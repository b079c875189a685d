//! The dictionary: query engine over the finalized tables.
//!
//! `lookup` maps a k-mer to its unique id in `[0, N)`, `access` inverts the
//! mapping, and [`Dictionary::at`] iterates `(id, kmer)` pairs forward from
//! any starting id. Ids are positional: the k-mer starting at pool offset
//! `o` inside piece `p` has id `o - p * (k - 1)`, so bucket order never
//! leaks into the id space.

use crate::buckets::Buckets;
use crate::constants::{ceil_log2, INVALID_UINT64};
use crate::error::Result;
use crate::hasher::SeededHasher;
use crate::kmer;
use crate::mphf::Minimizers;
use crate::skew_index::SkewIndex;
use std::path::Path;
use tracing::info;

/// An immutable k-mer dictionary. Cheap to share read-only across threads.
pub struct Dictionary {
    pub(crate) buckets: Buckets,
    pub(crate) minimizers: Minimizers,
    pub(crate) skew_index: SkewIndex,
    pub(crate) k: usize,
    pub(crate) m: usize,
    pub(crate) seed: u64,
    pub(crate) canonical: bool,
    pub(crate) size: u64,
    hasher: SeededHasher,
}

impl Dictionary {
    pub(crate) fn new(
        buckets: Buckets,
        minimizers: Minimizers,
        skew_index: SkewIndex,
        k: usize,
        m: usize,
        seed: u64,
        canonical: bool,
        size: u64,
    ) -> Self {
        Self {
            buckets,
            minimizers,
            skew_index,
            k,
            m,
            seed,
            canonical,
            size,
            hasher: SeededHasher::new(seed),
        }
    }

    /// K-mer length.
    pub fn k(&self) -> usize {
        self.k
    }

    /// Minimizer length.
    pub fn m(&self) -> usize {
        self.m
    }

    /// Hash seed the dictionary was built with.
    pub fn seed(&self) -> u64 {
        self.seed
    }

    /// Whether the dictionary matches both k-mer orientations.
    pub fn canonical(&self) -> bool {
        self.canonical
    }

    /// Total number of indexed k-mers (N).
    pub fn size(&self) -> u64 {
        self.size
    }

    /// Number of distinct minimizers.
    pub fn num_minimizers(&self) -> u64 {
        self.minimizers.num_keys()
    }

    /// Number of stored strings (super-k-mers).
    pub fn num_strings(&self) -> u64 {
        self.buckets.num_strings()
    }

    /// Number of pieces in the string pool.
    pub fn num_pieces(&self) -> u64 {
        self.buckets.num_pieces()
    }

    /// Look up a k-mer given as bytes over `{A, C, G, T}`.
    ///
    /// Returns the k-mer's id, or [`INVALID_UINT64`] when the k-mer is not
    /// in the indexed set (or contains a non-ACGT byte). The result is
    /// always either the sentinel or a value in `[0, N)`.
    pub fn lookup(&self, kmer_bytes: &[u8]) -> u64 {
        if kmer_bytes.len() != self.k {
            return INVALID_UINT64;
        }
        match kmer::try_encode(kmer_bytes) {
            Some(x) => self.lookup_uint(x),
            None => INVALID_UINT64,
        }
    }

    /// Look up an already 2-bit-encoded k-mer.
    pub fn lookup_uint(&self, x: u64) -> u64 {
        if self.canonical {
            self.lookup_canonical(x)
        } else {
            self.lookup_regular(x)
        }
    }

    fn lookup_regular(&self, x: u64) -> u64 {
        let minimizer = kmer::minimizer(x, self.k, self.m, &self.hasher);
        let Some(bucket) = self.minimizers.lookup(minimizer) else {
            return INVALID_UINT64;
        };
        let (lo, hi) = self.buckets.locate_bucket(bucket);
        let n = hi - lo;
        if n == 0 {
            return INVALID_UINT64;
        }

        let log2_n = ceil_log2(n);
        if log2_n > self.skew_index.min_log2 && !self.skew_index.is_empty() {
            let rank = self.skew_index.lookup(x, log2_n);
            if rank == INVALID_UINT64 || rank >= n {
                return INVALID_UINT64;
            }
            let offset = self.buckets.string_offset(lo + rank);
            return self.match_in_string(offset, x, None);
        }

        for i in lo..hi {
            let offset = self.buckets.string_offset(i);
            let id = self.match_in_string(offset, x, None);
            if id != INVALID_UINT64 {
                return id;
            }
        }
        INVALID_UINT64
    }

    fn lookup_canonical(&self, x: u64) -> u64 {
        let x_rc = kmer::reverse_complement(x, self.k);
        let minimizer = kmer::minimizer(x, self.k, self.m, &self.hasher)
            .min(kmer::minimizer(x_rc, self.k, self.m, &self.hasher));
        let Some(bucket) = self.minimizers.lookup(minimizer) else {
            return INVALID_UINT64;
        };
        let (lo, hi) = self.buckets.locate_bucket(bucket);
        let n = hi - lo;
        if n == 0 {
            return INVALID_UINT64;
        }

        let log2_n = ceil_log2(n);
        if log2_n > self.skew_index.min_log2 && !self.skew_index.is_empty() {
            // the stored orientation is unknown, so both serve as MPHF keys
            for key in [x, x_rc] {
                let rank = self.skew_index.lookup(key, log2_n);
                if rank != INVALID_UINT64 && rank < n {
                    let offset = self.buckets.string_offset(lo + rank);
                    let id = self.match_in_string(offset, x, Some(x_rc));
                    if id != INVALID_UINT64 {
                        return id;
                    }
                }
            }
            return INVALID_UINT64;
        }

        for i in lo..hi {
            let offset = self.buckets.string_offset(i);
            let id = self.match_in_string(offset, x, Some(x_rc));
            if id != INVALID_UINT64 {
                return id;
            }
        }
        INVALID_UINT64
    }

    /// Compare the query against the window of k-mers stored from `offset`,
    /// bounded by the enclosing piece. Returns the global id of a match.
    #[inline]
    fn match_in_string(&self, offset: u64, x: u64, x_rc: Option<u64>) -> u64 {
        let Some((base_id, piece_end)) = self.buckets.offset_to_id(offset) else {
            return INVALID_UINT64;
        };
        let k = self.k as u64;
        let span = piece_end - offset;
        if span < k {
            return INVALID_UINT64;
        }
        let window = ((self.k - self.m + 1) as u64).min(span - k + 1);
        for w in 0..window {
            let stored = self.buckets.kmer_at(offset + w);
            if stored == x || x_rc == Some(stored) {
                return base_id + w;
            }
        }
        INVALID_UINT64
    }

    /// Decode the k-mer with id `id` into `out` (at least k bytes).
    ///
    /// Panics when `id >= self.size()`; in-range ids are a caller
    /// precondition.
    pub fn access(&self, id: u64, out: &mut [u8]) {
        assert!(id < self.size, "k-mer id {id} out of range [0, {})", self.size);
        assert!(out.len() >= self.k, "output buffer shorter than k");
        let offset = self.buckets.id_to_offset(id);
        kmer::decode(self.buckets.kmer_at(offset), self.k, out);
    }

    /// Decode the k-mer with id `id` to an owned `String`.
    pub fn access_string(&self, id: u64) -> String {
        let mut out = vec![0u8; self.k];
        self.access(id, &mut out);
        String::from_utf8(out).unwrap()
    }

    /// Iterate `(id, kmer)` pairs forward from `id` up to N, decoding
    /// sequentially through the pool and crossing piece boundaries.
    pub fn at(&self, id: u64) -> KmerIterator<'_> {
        assert!(id <= self.size, "start id {id} out of range [0, {}]", self.size);
        if id == self.size {
            return KmerIterator {
                dict: self,
                id,
                offset: 0,
                piece: 0,
                piece_end: 0,
            };
        }
        let offset = self.buckets.id_to_offset(id);
        let (piece, _begin, piece_end) = self
            .buckets
            .pieces
            .locate_with_end(offset)
            .expect("in-range id must fall inside a piece");
        KmerIterator {
            dict: self,
            id,
            offset,
            piece,
            piece_end,
        }
    }

    /// Iterate all `(id, kmer)` pairs, in id order.
    pub fn iter(&self) -> KmerIterator<'_> {
        self.at(0)
    }

    /// Total index size in bytes (excluding the struct itself).
    pub fn num_bytes(&self) -> usize {
        self.buckets.strings_bytes()
            + self.buckets.pieces_bytes()
            + self.buckets.boundaries_bytes()
            + self.buckets.offsets_bytes()
            + self.minimizers.serialized_bytes()
            + self.skew_index.positions_bytes()
            + self.skew_index.mphf_bytes()
    }

    /// Log a per-component space breakdown in bits per k-mer.
    pub fn print_space_breakdown(&self) {
        let n = self.size.max(1) as f64;
        let bits = |bytes: usize| bytes as f64 * 8.0 / n;
        info!("total index size: {} bytes ({:.3} bits/kmer)", self.num_bytes(), bits(self.num_bytes()));
        info!("  strings:                   {:.3} bits/kmer", bits(self.buckets.strings_bytes()));
        info!("  pieces:                    {:.3} bits/kmer", bits(self.buckets.pieces_bytes()));
        info!("  num_strings_before_bucket: {:.3} bits/kmer", bits(self.buckets.boundaries_bytes()));
        info!("  offsets:                   {:.3} bits/kmer", bits(self.buckets.offsets_bytes()));
        info!("  minimizer MPHF:            {:.3} bits/kmer", bits(self.minimizers.serialized_bytes()));
        info!("  skew positions:            {:.3} bits/kmer", bits(self.skew_index.positions_bytes()));
        info!("  skew MPHFs:                {:.3} bits/kmer", bits(self.skew_index.mphf_bytes()));
    }

    /// Serialize the dictionary to a single binary file.
    pub fn save<P: AsRef<Path>>(&self, path: P) -> Result<()> {
        let file = std::fs::File::create(path)?;
        let mut writer = std::io::BufWriter::new(file);
        crate::serialization::write_dictionary(self, &mut writer)
    }

    /// Load a dictionary previously written by [`save`](Self::save).
    pub fn load<P: AsRef<Path>>(path: P) -> Result<Self> {
        let file = std::fs::File::open(path)?;
        let mut reader = std::io::BufReader::new(file);
        crate::serialization::read_dictionary(&mut reader)
    }
}

impl std::fmt::Debug for Dictionary {
    fn fmt(&self, f: &mut std::fmt::Formatter<'_>) -> std::fmt::Result {
        f.debug_struct("Dictionary")
            .field("k", &self.k)
            .field("m", &self.m)
            .field("canonical", &self.canonical)
            .field("size", &self.size)
            .field("num_minimizers", &self.num_minimizers())
            .field("num_strings", &self.num_strings())
            .finish()
    }
}

/// Forward `(id, kmer)` iterator over a dictionary; see [`Dictionary::at`].
pub struct KmerIterator<'a> {
    dict: &'a Dictionary,
    id: u64,
    offset: u64,
    piece: u64,
    piece_end: u64,
}

impl Iterator for KmerIterator<'_> {
    type Item = (u64, String);

    fn next(&mut self) -> Option<Self::Item> {
        if self.id == self.dict.size {
            return None;
        }
        let k = self.dict.k as u64;
        if self.offset + k > self.piece_end {
            // piece exhausted: the next one starts at the current boundary
            self.piece += 1;
            self.offset = self.piece_end;
            self.piece_end = self.dict.buckets.piece_boundary(self.piece + 1);
        }
        let item = (
            self.id,
            kmer::to_string(self.dict.buckets.kmer_at(self.offset), self.dict.k),
        );
        self.id += 1;
        self.offset += 1;
        Some(item)
    }
}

###

» **What you have to do**:
Among the lines of the listing above, which ones hold "pool"? Copy them.

» **The completed task**:
//! any starting id. Ids are positional: the k-mer starting at pool offset
    /// Number of pieces in the string pool.
    /// sequentially through the pool and crossing piece boundaries.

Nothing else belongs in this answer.